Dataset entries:
════

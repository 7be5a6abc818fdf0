//! Responsibility registry domain models.

use chrono::{DateTime, Utc};
use sea_orm::DbErr;

use crate::model::{parse_optional_snowflake, parse_snowflake};

/// A named area of responsibility with the members who hold it.
#[derive(Debug, Clone, PartialEq)]
pub struct Responsibility {
    pub id: i32,
    pub guild_id: u64,
    pub name: String,
    pub description: String,
    /// Display position in lists; lower comes first.
    pub sort_order: i32,
    pub image_url: Option<String>,
    /// Word that, sent as the first token of a message, pings the responsibles.
    pub mention_shortcut: Option<String>,
    /// Discord IDs of the members holding this responsibility.
    pub responsibles: Vec<u64>,
    /// Discord roles granted to responsibles.
    pub role_ids: Vec<u64>,
    pub created_at: DateTime<Utc>,
}

impl Responsibility {
    /// Converts an entity model and its related rows to a domain model.
    pub fn from_entity(
        entity: entity::responsibility::Model,
        members: Vec<entity::responsibility_member::Model>,
        roles: Vec<entity::responsibility_role::Model>,
    ) -> Result<Self, DbErr> {
        let responsibles = members
            .iter()
            .map(|m| parse_snowflake(&m.user_id, "user_id"))
            .collect::<Result<Vec<_>, _>>()?;
        let role_ids = roles
            .iter()
            .map(|r| parse_snowflake(&r.role_id, "role_id"))
            .collect::<Result<Vec<_>, _>>()?;

        Ok(Self {
            id: entity.id,
            guild_id: parse_snowflake(&entity.guild_id, "guild_id")?,
            name: entity.name,
            description: entity.description,
            sort_order: entity.sort_order,
            image_url: entity.image_url,
            mention_shortcut: entity.mention_shortcut,
            responsibles,
            role_ids,
            created_at: entity.created_at,
        })
    }

    /// Mentions of every responsible, or a placeholder when nobody holds it.
    pub fn responsible_mentions(&self) -> String {
        if self.responsibles.is_empty() {
            return "Nobody yet".to_string();
        }

        self.responsibles
            .iter()
            .map(|id| format!("<@{}>", id))
            .collect::<Vec<_>>()
            .join(", ")
    }
}

/// Whether a request asks to join a responsibility or proposes a new one.
#[derive(Debug, Clone, Copy, PartialEq, Eq)]
pub enum RequestKind {
    Apply,
    Suggest,
}

impl RequestKind {
    pub fn as_str(&self) -> &'static str {
        match self {
            Self::Apply => "apply",
            Self::Suggest => "suggest",
        }
    }

    pub fn parse(value: &str) -> Option<Self> {
        match value {
            "apply" => Some(Self::Apply),
            "suggest" => Some(Self::Suggest),
            _ => None,
        }
    }
}

#[derive(Debug, Clone, Copy, PartialEq, Eq)]
pub enum RequestStatus {
    Pending,
    Approved,
    Rejected,
}

impl RequestStatus {
    pub fn as_str(&self) -> &'static str {
        match self {
            Self::Pending => "pending",
            Self::Approved => "approved",
            Self::Rejected => "rejected",
        }
    }

    pub fn parse(value: &str) -> Option<Self> {
        match value {
            "pending" => Some(Self::Pending),
            "approved" => Some(Self::Approved),
            "rejected" => Some(Self::Rejected),
            _ => None,
        }
    }
}

/// An application to a responsibility or a suggestion for a new one.
#[derive(Debug, Clone, PartialEq)]
pub struct ResponsibilityRequest {
    pub id: i32,
    pub guild_id: u64,
    pub kind: RequestKind,
    /// Target responsibility for applications.
    pub responsibility_id: Option<i32>,
    pub user_id: u64,
    /// Proposed name for suggestions.
    pub suggested_name: Option<String>,
    /// Applicant's motivation or the suggested description.
    pub content: String,
    pub status: RequestStatus,
    /// Where the review embed was posted.
    pub channel_id: Option<u64>,
    pub message_id: Option<u64>,
    pub created_at: DateTime<Utc>,
    pub decided_by: Option<u64>,
    pub decided_at: Option<DateTime<Utc>>,
}

impl ResponsibilityRequest {
    /// Converts an entity model to a domain model at the repository boundary.
    pub fn from_entity(entity: entity::responsibility_request::Model) -> Result<Self, DbErr> {
        let kind = RequestKind::parse(&entity.kind)
            .ok_or_else(|| DbErr::Custom(format!("Unknown request kind: {}", entity.kind)))?;
        let status = RequestStatus::parse(&entity.status)
            .ok_or_else(|| DbErr::Custom(format!("Unknown request status: {}", entity.status)))?;

        Ok(Self {
            id: entity.id,
            guild_id: parse_snowflake(&entity.guild_id, "guild_id")?,
            kind,
            responsibility_id: entity.responsibility_id,
            user_id: parse_snowflake(&entity.user_id, "user_id")?,
            suggested_name: entity.suggested_name,
            content: entity.content,
            status,
            channel_id: parse_optional_snowflake(entity.channel_id, "channel_id")?,
            message_id: parse_optional_snowflake(entity.message_id, "message_id")?,
            created_at: entity.created_at,
            decided_by: parse_optional_snowflake(entity.decided_by, "decided_by")?,
            decided_at: entity.decided_at,
        })
    }
}

/// Editable fields of a responsibility.
#[derive(Debug, Clone, PartialEq, Eq)]
pub enum ResponsibilityUpdate {
    Description(String),
    SortOrder(i32),
    ImageUrl(Option<String>),
    MentionShortcut(Option<String>),
}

════

Say every entry again, exactly as it reads.

repository 7be5a6abc818fdf0
//! Responsibility registry domain models.

use chrono::{DateTime, Utc};
use sea_orm::DbErr;

use crate::model::{parse_optional_snowflake, parse_snowflake};

/// A named area of responsibility with the members who hold it.
#[derive(Debug, Clone, PartialEq)]
pub struct Responsibility {
    pub id: i32,
    pub guild_id: u64,
    pub name: String,
    pub description: String,
    /// Display position in lists; lower comes first.
    pub sort_order: i32,
    pub image_url: Option<String>,
    /// Word that, sent as the first token of a message, pings the responsibles.
    pub mention_shortcut: Option<String>,
    /// Discord IDs of the members holding this responsibility.
    pub responsibles: Vec<u64>,
    /// Discord roles granted to responsibles.
    pub role_ids: Vec<u64>,
    pub created_at: DateTime<Utc>,
}

impl Responsibility {
    /// Converts an entity model and its related rows to a domain model.
    pub fn from_entity(
        entity: entity::responsibility::Model,
        members: Vec<entity::responsibility_member::Model>,
        roles: Vec<entity::responsibility_role::Model>,
    ) -> Result<Self, DbErr> {
        let responsibles = members
            .iter()
            .map(|m| parse_snowflake(&m.user_id, "user_id"))
            .collect::<Result<Vec<_>, _>>()?;
        let role_ids = roles
            .iter()
            .map(|r| parse_snowflake(&r.role_id, "role_id"))
            .collect::<Result<Vec<_>, _>>()?;

        Ok(Self {
            id: entity.id,
            guild_id: parse_snowflake(&entity.guild_id, "guild_id")?,
            name: entity.name,
            description: entity.description,
            sort_order: entity.sort_order,
            image_url: entity.image_url,
            mention_shortcut: entity.mention_shortcut,
            responsibles,
            role_ids,
            created_at: entity.created_at,
        })
    }

    /// Mentions of every responsible, or a placeholder when nobody holds it.
    pub fn responsible_mentions(&self) -> String {
        if self.responsibles.is_empty() {
            return "Nobody yet".to_string();
        }

        self.responsibles
            .iter()
            .map(|id| format!("<@{}>", id))
            .collect::<Vec<_>>()
            .join(", ")
    }
}

/// Whether a request asks to join a responsibility or proposes a new one.
#[derive(Debug, Clone, Copy, PartialEq, Eq)]
pub enum RequestKind {
    Apply,
    Suggest,
}

impl RequestKind {
    pub fn as_str(&self) -> &'static str {
        match self {
            Self::Apply => "apply",
            Self::Suggest => "suggest",
        }
    }

    pub fn parse(value: &str) -> Option<Self> {
        match value {
            "apply" => Some(Self::Apply),
            "suggest" => Some(Self::Suggest),
            _ => None,
        }
    }
}

#[derive(Debug, Clone, Copy, PartialEq, Eq)]
pub enum RequestStatus {
    Pending,
    Approved,
    Rejected,
}

impl RequestStatus {
    pub fn as_str(&self) -> &'static str {
        match self {
            Self::Pending => "pending",
            Self::Approved => "approved",
            Self::Rejected => "rejected",
        }
    }

    pub fn parse(value: &str) -> Option<Self> {
        match value {
            "pending" => Some(Self::Pending),
            "approved" => Some(Self::Approved),
            "rejected" => Some(Self::Rejected),
            _ => None,
        }
    }
}

/// An application to a responsibility or a suggestion for a new one.
#[derive(Debug, Clone, PartialEq)]
pub struct ResponsibilityRequest {
    pub id: i32,
    pub guild_id: u64,
    pub kind: RequestKind,
    /// Target responsibility for applications.
    pub responsibility_id: Option<i32>,
    pub user_id: u64,
    /// Proposed name for suggestions.
    pub suggested_name: Option<String>,
    /// Applicant's motivation or the suggested description.
    pub content: String,
    pub status: RequestStatus,
    /// Where the review embed was posted.
    pub channel_id: Option<u64>,
    pub message_id: Option<u64>,
    pub created_at: DateTime<Utc>,
    pub decided_by: Option<u64>,
    pub decided_at: Option<DateTime<Utc>>,
}

impl ResponsibilityRequest {
    /// Converts an entity model to a domain model at the repository boundary.
    pub fn from_entity(entity: entity::responsibility_request::Model) -> Result<Self, DbErr> {
        let kind = RequestKind::parse(&entity.kind)
            .ok_or_else(|| DbErr::Custom(format!("Unknown request kind: {}", entity.kind)))?;
        let status = RequestStatus::parse(&entity.status)
            .ok_or_else(|| DbErr::Custom(format!("Unknown request status: {}", entity.status)))?;

        Ok(Self {
            id: entity.id,
            guild_id: parse_snowflake(&entity.guild_id, "guild_id")?,
            kind,
            responsibility_id: entity.responsibility_id,
            user_id: parse_snowflake(&entity.user_id, "user_id")?,
            suggested_name: entity.suggested_name,
            content: entity.content,
            status,
            channel_id: parse_optional_snowflake(entity.channel_id, "channel_id")?,
            message_id: parse_optional_snowflake(entity.message_id, "message_id")?,
            created_at: entity.created_at,
            decided_by: parse_optional_snowflake(entity.decided_by, "decided_by")?,
            decided_at: entity.decided_at,
        })
    }
}

/// Editable fields of a responsibility.
#[derive(Debug, Clone, PartialEq, Eq)]
pub enum ResponsibilityUpdate {
    Description(String),
    SortOrder(i32),
    ImageUrl(Option<String>),
    MentionShortcut(Option<String>),
}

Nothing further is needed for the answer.